YOUR ASSIGNMENT: Please state how many lines of the data below contain the word "OfTags", offering nothing besides the number.

PROVIDED INFORMATION:
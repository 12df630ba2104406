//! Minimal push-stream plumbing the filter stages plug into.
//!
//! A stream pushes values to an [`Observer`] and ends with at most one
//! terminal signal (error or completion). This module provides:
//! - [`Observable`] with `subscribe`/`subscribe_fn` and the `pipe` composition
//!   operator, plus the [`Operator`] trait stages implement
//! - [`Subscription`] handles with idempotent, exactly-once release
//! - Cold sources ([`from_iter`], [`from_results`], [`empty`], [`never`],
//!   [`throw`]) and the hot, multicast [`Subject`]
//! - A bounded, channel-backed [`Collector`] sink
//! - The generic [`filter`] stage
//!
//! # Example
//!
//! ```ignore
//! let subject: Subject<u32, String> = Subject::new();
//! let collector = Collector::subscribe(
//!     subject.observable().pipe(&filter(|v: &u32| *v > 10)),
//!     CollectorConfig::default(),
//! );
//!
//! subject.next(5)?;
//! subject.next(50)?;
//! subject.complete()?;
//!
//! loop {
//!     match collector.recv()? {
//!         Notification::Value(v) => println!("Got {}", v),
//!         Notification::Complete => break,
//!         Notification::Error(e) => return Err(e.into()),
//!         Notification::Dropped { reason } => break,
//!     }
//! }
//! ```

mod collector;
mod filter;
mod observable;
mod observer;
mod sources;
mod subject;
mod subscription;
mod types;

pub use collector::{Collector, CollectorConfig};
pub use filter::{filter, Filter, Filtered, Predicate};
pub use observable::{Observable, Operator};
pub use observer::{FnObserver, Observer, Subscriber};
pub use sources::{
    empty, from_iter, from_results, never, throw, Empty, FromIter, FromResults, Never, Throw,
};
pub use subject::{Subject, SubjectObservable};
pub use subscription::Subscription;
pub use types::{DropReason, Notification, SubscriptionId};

...

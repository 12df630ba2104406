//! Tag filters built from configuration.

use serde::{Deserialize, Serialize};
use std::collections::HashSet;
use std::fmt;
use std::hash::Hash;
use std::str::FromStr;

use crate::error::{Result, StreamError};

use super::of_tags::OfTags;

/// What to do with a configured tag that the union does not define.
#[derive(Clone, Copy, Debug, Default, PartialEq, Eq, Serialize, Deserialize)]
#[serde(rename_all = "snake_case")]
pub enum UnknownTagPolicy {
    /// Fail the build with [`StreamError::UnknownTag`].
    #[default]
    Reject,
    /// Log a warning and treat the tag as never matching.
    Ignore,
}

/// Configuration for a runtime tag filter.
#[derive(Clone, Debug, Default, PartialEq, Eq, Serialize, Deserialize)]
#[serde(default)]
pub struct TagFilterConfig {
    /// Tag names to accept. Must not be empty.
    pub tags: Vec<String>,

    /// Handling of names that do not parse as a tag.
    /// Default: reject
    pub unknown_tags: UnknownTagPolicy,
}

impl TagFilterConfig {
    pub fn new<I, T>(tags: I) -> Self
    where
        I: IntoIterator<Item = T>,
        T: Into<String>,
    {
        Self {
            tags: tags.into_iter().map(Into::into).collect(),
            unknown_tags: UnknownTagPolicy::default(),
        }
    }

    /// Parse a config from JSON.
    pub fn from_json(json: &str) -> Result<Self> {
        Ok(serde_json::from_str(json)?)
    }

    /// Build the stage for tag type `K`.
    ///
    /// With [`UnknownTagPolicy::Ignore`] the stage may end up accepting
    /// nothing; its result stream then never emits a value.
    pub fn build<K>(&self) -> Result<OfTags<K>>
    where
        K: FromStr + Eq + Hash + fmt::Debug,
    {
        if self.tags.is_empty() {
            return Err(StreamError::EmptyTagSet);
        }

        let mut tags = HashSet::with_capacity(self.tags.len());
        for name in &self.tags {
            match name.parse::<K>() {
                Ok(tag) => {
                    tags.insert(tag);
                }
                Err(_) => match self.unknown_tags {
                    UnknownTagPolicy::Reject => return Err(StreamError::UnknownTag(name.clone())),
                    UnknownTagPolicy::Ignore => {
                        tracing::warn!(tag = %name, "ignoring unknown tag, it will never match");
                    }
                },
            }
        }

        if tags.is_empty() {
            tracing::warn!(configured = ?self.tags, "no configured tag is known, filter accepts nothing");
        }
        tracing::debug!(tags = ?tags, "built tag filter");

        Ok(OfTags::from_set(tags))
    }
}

ANSWER TO THIS EXERCISE: 3